By Shastri Ramachandaran*
The ending of China’s one-child policy, which gained notoriety for its coercive implementation, is a landmark event of immense economic and political significance, but there are serious question marks about whether it can effectively produce the positive economic fallout that its architects expect.
The importance of the October 29 decision of the Communist Party of China (CPC) to jettison the 35-year-old draconian one-child policy in favour of a new, universal two-child norm is primarily political as underscored by the fact that the announcement was made in a communique released at the conclusion of the four-day conclave – Fifth Plenum – of the CPC’s 18th Central Committee.
The main purpose of the plenum was to finalise China’s 13th Five-Year Plan – the first since Xi Jinping became President – and map the road ahead for the world’s second largest economy, which has had to contend with a falling growth rate in the last few years. China now aims to strive for a GDP growth rate of 6.5 to 7 percent during the five years of this Plan ending in 2020.
Some observers have even gone so far as saying that the CPC’s decision on the country’s birth policy is almost as important as Deng Xiaoping’s signal to open up the economy for reforms in 1978.
It was the overriding compulsion to ensure the success of Dengist reforms that dictated the adoption of the one-child policy, also in 1978, to be ruthlessly enforced from 1980. Paradoxically, the market forces unleashed by Deng were celebrated for economic reforms but not seen as being based on the political and bureaucratic tyranny of the one-child policy.

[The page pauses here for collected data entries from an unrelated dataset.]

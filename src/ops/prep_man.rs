//! Prep-man: manual fixes of records the automated prep could not complete.

use tracing::info;

use super::{states_of, Operation, Outcome};
use crate::error::{ColrevError, Result};
use crate::process::{OperationsType, RecordState};
use crate::record::quality::run_quality_model;
use crate::record::{fields, DefectCode, Record};
use crate::review_manager::ReviewManager;

pub const MANUAL_SOURCE: &str = "manual";

/// Field edits for one record.
#[derive(Debug, Clone, Default, PartialEq, Eq)]
pub struct ManualEdit {
    pub id: String,
    pub set: Vec<(String, String)>,
    pub remove: Vec<String>,
    /// Fields whose current defects are accepted as they are.
    pub ignore_defects: Vec<String>,
}

impl ManualEdit {
    pub fn new(id: impl Into<String>) -> Self {
        Self {
            id: id.into(),
            ..Self::default()
        }
    }

    pub fn set(mut self, key: &str, value: &str) -> Self {
        self.set.push((key.to_string(), value.to_string()));
        self
    }

    pub fn remove(mut self, key: &str) -> Self {
        self.remove.push(key.to_string());
        self
    }

    pub fn ignore(mut self, key: &str) -> Self {
        self.ignore_defects.push(key.to_string());
        self
    }

    /// Parses `key=value` pairs from the command line.
    pub fn parse_assignments(id: &str, assignments: &[String]) -> Result<Self> {
        let mut edit = Self::new(id);
        for assignment in assignments {
            let (key, value) = assignment.split_once('=').ok_or_else(|| {
                ColrevError::InvalidInput(format!("expected key=value, got '{assignment}'"))
            })?;
            edit = edit.set(key.trim(), value.trim());
        }
        Ok(edit)
    }
}

fn apply(record: &mut Record, edit: &ManualEdit) -> Result<()> {
    for (key, value) in &edit.set {
        record.update_field(key, value, MANUAL_SOURCE, "")?;
    }
    for key in &edit.remove {
        record.remove_field(key);
    }
    run_quality_model(record);
    for key in &edit.ignore_defects {
        let defects: Vec<DefectCode> = record
            .defects()
            .into_iter()
            .filter(|(field, _)| field == key)
            .map(|(_, d)| d)
            .collect();
        for defect in defects {
            let marker = format!("IGNORE:{defect}");
            if fields::is_masterdata(key) {
                record.add_masterdata_provenance_note(key, &marker, MANUAL_SOURCE);
            } else {
                record.add_data_provenance_note(key, &marker, MANUAL_SOURCE);
            }
        }
    }
    Ok(())
}

pub struct PrepMan<'a> {
    operation: Operation<'a>,
}

impl<'a> PrepMan<'a> {
    pub fn new(review_manager: &'a ReviewManager) -> Result<Self> {
        Ok(Self {
            operation: Operation::new(review_manager, OperationsType::PrepMan)?,
        })
    }

    /// Records waiting for manual preparation with their open defects.
    pub fn pending(&self) -> Result<Vec<(Record, Vec<(String, DefectCode)>)>> {
        let records = self.operation.review_manager().dataset().load_records()?;
        Ok(records
            .into_values()
            .filter(|r| r.status == RecordState::MdNeedsManualPreparation)
            .map(|r| {
                let defects = r.defects();
                (r, defects)
            })
            .collect())
    }

    /// Applies the edits. A record without remaining defects moves to
    /// `md_prepared`; the others stay where they are.
    pub async fn run(&mut self, edits: &[ManualEdit]) -> Result<Outcome> {
        let rm = self.operation.review_manager();
        let settings = rm.settings();
        let mut records = rm.dataset().load_records()?;
        let before = states_of(&records);

        let mut prepared = 0;
        for edit in edits {
            let record = records
                .get_mut(&edit.id)
                .ok_or_else(|| ColrevError::InvalidInput(format!("no record with ID {}", edit.id)))?;
            if record.status != RecordState::MdNeedsManualPreparation {
                return Err(ColrevError::InvalidInput(format!(
                    "{} is {}, not md_needs_manual_preparation",
                    edit.id, record.status
                )));
            }
            apply(record, edit)?;
            record.set_prep_status(&settings.prep.defects_to_ignore);
            if record.status == RecordState::MdPrepared {
                record.update_colrev_id(settings.project.colrev_id_authors)?;
                prepared += 1;
            } else {
                info!("{}: remaining defects {:?}", record.id, record.defects());
            }
        }
        self.operation.add_endpoint(MANUAL_SOURCE);
        let summary = format!("{prepared} of {} records prepared manually", edits.len());
        self.operation.save_and_commit(&summary, &before, &records, &[])
    }
}

#[cfg(test)]
mod tests {
    use super::*;
    use crate::ops::load::Load;
    use crate::ops::prep::Prep;
    use crate::ops::tests::project;
    use std::fs;

    const INCOMPLETE: &str = "@article{m1,\n  author = {Roe, Ann},\n  title = {Digital platforms},\n  journal = {MIS Quarterly},\n  year = {2019},\n}\n";

    #[test]
    fn ignore_marks_defects_as_accepted() {
        let mut record = Record::new("Roe2019", "article")
            .with(fields::AUTHOR, "Roe, Ann")
            .with(fields::TITLE, "Digital platforms")
            .with(fields::JOURNAL, "MIS Quarterly")
            .with(fields::YEAR, "2019")
            .with(fields::VOLUME, "43");
        run_quality_model(&mut record);
        assert!(record.has_quality_defects());

        apply(&mut record, &ManualEdit::new("Roe2019").ignore(fields::NUMBER)).unwrap();
        assert!(!record.has_quality_defects());
    }

    #[test]
    fn parses_assignments() {
        let edit = ManualEdit::parse_assignments("A", &["volume = 43".to_string()]).unwrap();
        assert_eq!(edit.set, vec![("volume".to_string(), "43".to_string())]);
        assert!(ManualEdit::parse_assignments("A", &["volume".to_string()]).is_err());
    }

    #[tokio::test]
    async fn completes_missing_fields() {
        let (_dir, manager) = project("literature_review");
        fs::write(manager.paths().search_dir().join("refs.bib"), INCOMPLETE).unwrap();
        manager.git().add_all().unwrap();
        manager.git().commit("Replace search results").unwrap();
        Load::new(&manager).unwrap().run(false).await.unwrap();
        Prep::new(&manager).unwrap().run().await.unwrap();

        let mut prep_man = PrepMan::new(&manager).unwrap();
        let pending = prep_man.pending().unwrap();
        assert_eq!(pending.len(), 1);
        let id = pending[0].0.id.clone();

        let edit = ManualEdit::new(&id).set(fields::VOLUME, "43").set(fields::NUMBER, "2");
        prep_man.run(&[edit]).await.unwrap();

        let record = manager.dataset().load_records().unwrap().remove(&id).unwrap();
        assert_eq!(record.status, RecordState::MdPrepared);
        assert_eq!(record.provenance_for(fields::VOLUME).unwrap().source, MANUAL_SOURCE);
        assert!(!record.colrev_id.is_empty());
    }

    #[tokio::test]
    async fn rejects_records_in_other_states() {
        let (_dir, manager) = project("literature_review");
        Load::new(&manager).unwrap().run(false).await.unwrap();
        Prep::new(&manager).unwrap().run().await.unwrap();
        assert!(PrepMan::new(&manager).is_err());

        let forced = manager.with_force(true);
        let id = forced.dataset().load_records().unwrap().keys().next().cloned().unwrap();
        let result = PrepMan::new(&forced).unwrap().run(&[ManualEdit::new(id)]).await;
        assert!(matches!(result, Err(ColrevError::InvalidInput(_))));
    }
}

If the coming into force of the one-child policy was ‘historic’, then the reversal of the policy is no less historic. The excesses of China’s one-child policy – such as forced abortions and sterilisations, denial of residence permits and jobs, and exclusion of “illegal” children – were much worse and affected a wider section of people than the thuggishly-executed terror of population control that Indians suffered during Indira Gandhi’s “Emergency” (June 1975-March 1977).
Fear of the consequences had its effect on Chinese couples. “Ten years after my marriage, my husband and I wanted at least one sibling for our six-year-old daughter,” said shopkeeper Yan Xu (not his real name). “But we weren’t allowed to do that in the 1990s. Couples who went against the rules and had a second child lost their jobs. The second child also had no legal status. So we gave up on the idea.”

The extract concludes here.